Translation: It’s not only going to be a really dry year, but we also may be in the middle of a decades-long “megadrought.” In Northern California, sobering aerial photographs show Lake Oroville at 42% of its capacity.
Record amounts of regional water storage will buffer urban Southern California from the effects of drought this year.
Subtext: We need to be a lot smarter about capturing the rain we do get, much of which is flushed out to sea in chutes of concrete.
It’s really a story of design — about the ways water is designed to travel along the surfaces of our city, and how we can begin to tweak those surfaces so that we can hold on to that water rather than simply let it course through. And in this very Los Angeles story, there is one piece of infrastructure that tends to dominate the debate: our behemoth, 51-mile Los Angeles River, for which county supervisors are in the midst of producing a new master plan.
But L.A. is finding other ways to capture and to store water. And in some cases, it is run-of-the-mill urban infrastructure that plays the starring role. Your neighborhood park? It might just be doing double duty as critical aquifer.

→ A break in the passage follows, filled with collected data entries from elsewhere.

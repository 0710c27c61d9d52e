//! Shadow rays and wall hulls shared by the field and line scans.
//!
//! Points are in octant-local coordinates where `u` runs outwards from the
//! origin and `v` runs sideways, `0 <= v <= u`. Cell `(u, v)` spans the
//! corner points `(u, v)` to `(u + 1, v + 1)`.

#[derive(Copy, Clone, Eq, PartialEq, Debug)]
pub(crate) struct Pt {
    pub u: i32,
    pub v: i32,
}

pub(crate) const fn pt(u: i32, v: i32) -> Pt {
    Pt { u, v }
}

/// Positive if `p` is to the left of the line from `a` to `b`, zero if on
/// the line, negative if to the right.
pub(crate) fn side(a: Pt, b: Pt, p: Pt) -> i32 {
    (p.v - a.v) * (b.u - a.u) - (b.v - a.v) * (p.u - a.u)
}

/// A bounding ray, defined by the wall corners it grazes.
#[derive(Copy, Clone, Debug)]
pub(crate) struct Ray {
    pub top_wall: Pt,
    pub bottom_wall: Pt,
}

/// Visible wedge between the bottom and top rays, with the convex hulls of
/// the walls that constrain them.
#[derive(Clone, Debug)]
pub(crate) struct Rays {
    pub bottom: Ray,
    pub top: Ray,
    /// Index of `bottom.top_wall` in `top_walls`.
    pub b_ray_t: usize,
    /// Index of `top.bottom_wall` in `bottom_walls`.
    pub t_ray_b: usize,
    pub top_walls: Vec<Pt>,
    pub bottom_walls: Vec<Pt>,
}

impl Default for Rays {
    fn default() -> Self {
        Rays {
            bottom: Ray {
                top_wall: pt(0, 1),
                bottom_wall: pt(1, -1),
            },
            top: Ray {
                top_wall: pt(1, 2),
                bottom_wall: pt(0, 0),
            },
            b_ray_t: 0,
            t_ray_b: 0,
            top_walls: vec![pt(0, 1)],
            bottom_walls: vec![pt(0, 0)],
        }
    }
}

impl Rays {
    /// Side of `p` relative to the bottom ray, positive is inside the wedge.
    pub fn above_bottom(&self, p: Pt) -> i32 {
        side(self.bottom.top_wall, self.bottom.bottom_wall, p)
    }

    /// Side of `p` relative to the top ray, negative is inside the wedge.
    pub fn below_top(&self, p: Pt) -> i32 {
        side(self.top.bottom_wall, self.top.top_wall, p)
    }

    /// Drop bottom wall corners that are no longer on the convex hull.
    pub fn prune_bottom_walls(&mut self) {
        while self.bottom_walls.len() >= 3 {
            let n = self.bottom_walls.len();
            let w = &self.bottom_walls;
            if side(w[n - 3], w[n - 1], w[n - 2]) > 0 {
                break;
            }
            self.bottom_walls.remove(n - 2);
            if self.t_ray_b == n - 2 {
                self.t_ray_b -= 1;
            }
        }
    }

    /// Drop top wall corners that are no longer on the convex hull.
    pub fn prune_top_walls(&mut self) {
        while self.top_walls.len() >= 3 {
            let n = self.top_walls.len();
            let w = &self.top_walls;
            if side(w[n - 3], w[n - 1], w[n - 2]) < 0 {
                break;
            }
            self.top_walls.remove(n - 2);
            if self.b_ray_t == n - 2 {
                self.b_ray_t -= 1;
            }
        }
    }

    /// Register a floor cell at `(u, v + 1)` whose lower neighbor `(u, v)`
    /// is a wall, raising the bottom ray if needed.
    pub fn add_bottom_wall(&mut self, u: i32, v: i32) {
        let corner = pt(u, v + 1);
        if self.below_top(corner) >= 0 {
            return;
        }

        if self.above_bottom(corner) > 0 {
            self.bottom.bottom_wall = corner;
            while self.b_ray_t + 1 < self.top_walls.len() {
                let w = self.top_walls[self.b_ray_t + 1];
                if w.u >= u || self.above_bottom(w) >= 0 {
                    break;
                }
                self.bottom.top_wall = w;
                self.b_ray_t += 1;
            }
        }

        match self.bottom_walls.last_mut() {
            Some(last) if last.u == u => *last = corner,
            _ => self.bottom_walls.push(corner),
        }
        self.prune_bottom_walls();
    }

    /// Register a wall cell at `(u, v)` with floor below it, lowering the
    /// top ray if needed.
    pub fn add_top_wall(&mut self, u: i32, v: i32) {
        let corner = pt(u, v);
        if self.above_bottom(corner) <= 0 {
            return;
        }

        if self.below_top(corner) < 0 {
            self.top.top_wall = corner;
            while self.t_ray_b + 1 < self.bottom_walls.len() {
                let w = self.bottom_walls[self.t_ray_b + 1];
                if w.u >= u || self.below_top(w) <= 0 {
                    break;
                }
                self.top.bottom_wall = w;
                self.t_ray_b += 1;
            }
        }

        self.top_walls.push(corner);
        self.prune_top_walls();
    }
}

A combination of strategic landscape design and water engineering is transforming neighborhood recreational areas into sites where water is captured, cleaned and stored. That water can then be recycled and used to irrigate a park’s vegetation — making the park self-sustaining. Excess water also can be released back into the river system in far cleaner form. (Urban and suburban runoff is notoriously filthy with garbage, surface pollutants and all manner of bacteria.)
All of this is being designed in ways that are barely visible — if visible at all.

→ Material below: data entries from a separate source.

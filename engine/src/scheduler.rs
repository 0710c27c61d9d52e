use crate::prelude::*;

/// Round-robin dispatcher of actors in ascending id order.
///
/// The actor set is replaced wholesale with `sync` whenever the set of
/// acting entities changes. A resync keeps the rotation going from where it
/// was, so actors that haven't had their turn in the current round still
/// get it and nobody goes twice.
#[derive(Clone, Default, Debug)]
pub struct ActorDispenser {
    actors: Vec<Entity>,
    cursor: usize,
    last: Option<Entity>,
}

impl ActorDispenser {
    /// Replace the actor set.
    ///
    /// Dispatch continues with the first actor after the previously
    /// dispatched one. If the previous actor was the last in order or every
    /// remaining actor comes after it, a new round starts from the
    /// beginning.
    pub fn sync(&mut self, actors: impl IntoIterator<Item = Entity>) {
        self.actors = actors.into_iter().collect();
        self.actors.sort();
        self.actors.dedup();

        self.cursor = match (self.last, self.actors.first(), self.actors.last())
        {
            (Some(last), Some(&first), Some(&max))
                if last >= first && last < max =>
            {
                self.actors.partition_point(|&a| a <= last)
            }
            _ => 0,
        };
    }

    pub fn actors(&self) -> &[Entity] {
        &self.actors
    }

    pub fn len(&self) -> usize {
        self.actors.len()
    }

    pub fn is_empty(&self) -> bool {
        self.actors.is_empty()
    }

    /// The most recently dispatched actor.
    pub fn last_dispatched(&self) -> Option<Entity> {
        self.last
    }
}

impl Iterator for ActorDispenser {
    type Item = Entity;

    /// Dispatch the next actor, cycling forever while there are actors.
    fn next(&mut self) -> Option<Entity> {
        let &actor = self.actors.get(self.cursor)?;
        self.cursor = (self.cursor + 1) % self.actors.len();
        self.last = Some(actor);
        Some(actor)
    }
}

“It’s taking infrastructure but making it an asset to the community,” says landscape architect Gary Lai, a principal at AHBE/MIG, a planning and design firm with offices in Los Angeles and the Bay Area. “You can do the water conservation part and it would be good. But then putting in an amenity for a neighborhood that didn’t have it, that’s fantastic.”
Parks around Los Angeles have water storage systems tucked under ballfields and recreation centers. In Santa Monica, there’s a 200,000-gallon cistern beneath a public library. One of the most recent public projects to emerge in this arena is Magic Johnson Park in Willowbrook, an unincorporated community in South L.A., where Lai and the team at AHBE/MIG helped develop the design for an ongoing $83-million renovation.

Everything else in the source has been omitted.